Dopo aver sconvolto la scienza inglese, e non solo, eliminando la mente divina dalla natura, e dopo un ultimo viaggio a Londra, dove ha incontrato un suo critico, il duca di Argyll, con cui ha parlato di religione, Darwin torna nella sua casa a Down e si mette al lavoro per spiegare come il paesaggio agrario inglese sia stato modellato non dalla mente divina, bensì da milioni di menti individuali. Per la precisione, scrivono i due biografi, da 53.767 esseri viventi per acro. I vermi o lombrichi sono infatti esseri intelligenti, come dimostrerà nel volume Darwin. Per scrivere il libro egli comincia a fare esperimenti nel proprio studio; la stanza viene riempita di lombrichi conservati dentro vasetti; per vedere come si comportano con la terra, scende anche di notte munito di candele. Osserva da vicino l’assiduo lavoro dei lombrichi; poi sperimentava vetri di colore rosso e blu per capire le loro reazioni sensibili; usa anche il calore e un fischietto per verificare le risposte dei vermi. Si dedica persino alle ricerche sul loro senso dell’olfatto. Il libro è l’ultima pubblicazione che Darwin consegna alle stampe. Il 19 aprile del 1882 muore a Down House, la sua amata casa da cui si è ben poco spostato dopo il ritorno dal viaggio intorno al mondo. Il libro è stato tradotto in italiano nel 1882 da Michele Lissona e da allora non è più stato ristampato, salvo un’edizione in anastatica a cura della Associazione Italiana Allevatori di Lombrichi, con la prefazione del biologo ed etologo Giorgio Celli nel 1981.

 

Oggi però abbiamo un’edizione completa del libro tradotto da Milli Graffi, che ne aveva già approntato una prima traduzione in rivista nel 1997. La nuova edizione tiene conto delle tre tirature principali inglesi con le correzioni apportate da Darwin e poi dai suoi eredi (L’azione dei vermi, Mimesis, pp. 193, euro 16).
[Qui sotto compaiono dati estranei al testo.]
use std::fmt;
use std::path::PathBuf;

use serde::{Deserialize, Serialize};
use thiserror::Error;

#[derive(Debug, Clone, PartialEq, Eq, Error)]
pub enum PlatformError {
    #[error("Unsupported operating system: {0}")]
    UnsupportedOs(&'static str),
    #[error("Unsupported architecture: {0}")]
    UnsupportedArch(&'static str),
    #[error("No release artifacts exist for {os} on {arch}")]
    UnsupportedCombination { os: Os, arch: Arch },
}

#[derive(Debug, Clone, Copy, PartialEq, Eq, Hash, Serialize, Deserialize)]
#[serde(rename_all = "lowercase")]
pub enum Os {
    Linux,
    #[serde(rename = "darwin")]
    MacOs,
    Windows,
}

#[derive(Debug, Clone, Copy, PartialEq, Eq, Hash, Serialize, Deserialize)]
#[serde(rename_all = "lowercase")]
pub enum Arch {
    X64,
    Arm64,
    Armv7l,
}

impl Os {
    /// Operating system segment used in artifact file names.
    #[must_use]
    pub fn dist_name(self) -> &'static str {
        match self {
            Self::Linux => "linux",
            Self::MacOs => "darwin",
            Self::Windows => "win",
        }
    }

    fn current() -> Result<Self, PlatformError> {
        match std::env::consts::OS {
            "linux" => Ok(Self::Linux),
            "macos" => Ok(Self::MacOs),
            "windows" => Ok(Self::Windows),
            other => Err(PlatformError::UnsupportedOs(other)),
        }
    }
}

impl Arch {
    #[must_use]
    pub fn dist_name(self) -> &'static str {
        match self {
            Self::X64 => "x64",
            Self::Arm64 => "arm64",
            Self::Armv7l => "armv7l",
        }
    }

    fn current() -> Result<Self, PlatformError> {
        match std::env::consts::ARCH {
            "x86_64" => Ok(Self::X64),
            "aarch64" => Ok(Self::Arm64),
            "arm" => Ok(Self::Armv7l),
            other => Err(PlatformError::UnsupportedArch(other)),
        }
    }
}

impl fmt::Display for Os {
    fn fmt(&self, f: &mut fmt::Formatter<'_>) -> fmt::Result {
        f.write_str(self.dist_name())
    }
}

impl fmt::Display for Arch {
    fn fmt(&self, f: &mut fmt::Formatter<'_>) -> fmt::Result {
        f.write_str(self.dist_name())
    }
}

/// Operating system and architecture pair that selects one release artifact.
#[derive(Debug, Clone, Copy, PartialEq, Eq, Hash)]
pub struct Platform {
    pub os: Os,
    pub arch: Arch,
}

impl Platform {
    /// Build a platform, rejecting pairs that have no published artifacts.
    ///
    /// # Errors
    /// Returns [`PlatformError::UnsupportedCombination`] for pairs such as
    /// `armv7l` on macOS.
    pub fn new(os: Os, arch: Arch) -> Result<Self, PlatformError> {
        if arch == Arch::Armv7l && os != Os::Linux {
            return Err(PlatformError::UnsupportedCombination { os, arch });
        }
        Ok(Self { os, arch })
    }

    /// Detect the platform this process runs on.
    ///
    /// # Errors
    /// Returns an error when the host OS or CPU architecture has no release
    /// artifacts.
    pub fn current() -> Result<Self, PlatformError> {
        Self::new(Os::current()?, Arch::current()?)
    }

    /// Same OS as the host, with an explicit architecture override.
    ///
    /// # Errors
    /// See [`Platform::current`].
    pub fn current_with_arch(arch: Arch) -> Result<Self, PlatformError> {
        Self::new(Os::current()?, arch)
    }

    /// Tag used in the catalog's per-release `files` list.
    #[must_use]
    pub fn catalog_tag(&self) -> String {
        match self.os {
            Os::Linux => format!("linux-{}", self.arch),
            Os::MacOs => format!("osx-{}-tar", self.arch),
            Os::Windows => format!("win-{}-zip", self.arch),
        }
    }

    #[must_use]
    pub fn archive_extension(&self) -> &'static str {
        match self.os {
            Os::Linux => "tar.xz",
            Os::MacOs => "tar.gz",
            Os::Windows => "zip",
        }
    }

    /// Artifact base name without extension, for example `node-v20.11.0-linux-x64`.
    #[must_use]
    pub fn artifact_stem(&self, prefixed_version: &str) -> String {
        format!("node-{prefixed_version}-{}-{}", self.os, self.arch)
    }

    /// Location of the runtime binary relative to an installation directory.
    #[must_use]
    pub fn binary_relative_path(&self) -> PathBuf {
        match self.os {
            Os::Windows => PathBuf::from("node.exe"),
            Os::Linux | Os::MacOs => PathBuf::from("bin").join("node"),
        }
    }
}

impl fmt::Display for Platform {
    fn fmt(&self, f: &mut fmt::Formatter<'_>) -> fmt::Result {
        write!(f, "{}-{}", self.os, self.arch)
    }
}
Uscita nel 2012 per la cura di Giacomo Scarpelli, che firma una bella prefazione, è probabilmente una delle opere meno note di Darwin, anche se all’epoca fu un vero e proprio successo editoriale: vendette 8500 copie in tre anni e la sua diffusione fu superiore alla stessa Origine della specie, il suo libro capitale, quello per cui è ancora ricordato oggi. Perché L’azione dei vermi è così interessante? Lo ha spiegato Stephen Jay Gould in un suo saggio: Lombrichi per un secolo, e per tutte le stagioni, che si trova riprodotto nel volume intitolato Quando i cavalli avevano le dita (Feltrinelli). Prima di tutto perché è scritto meravigliosamente. Secondo: perché dimostra come a modificare la terra, rimescolandola continuamente, sono creature così poco considerate: i vermi. Terzo: perché fa vedere anche con delle immagini e disegni che il lavoro dei lombrichi è lento e costante, come la stessa evoluzione degli esseri viventi sulla superficie della Terra. Quarto: perché i lombrichi formano lo strato superiore del suolo, il terriccio vegetale, fondamentale per la coltivazione e poi depositano sul suolo una gran quantità di terra fine in forma di rigetti o deiezioni.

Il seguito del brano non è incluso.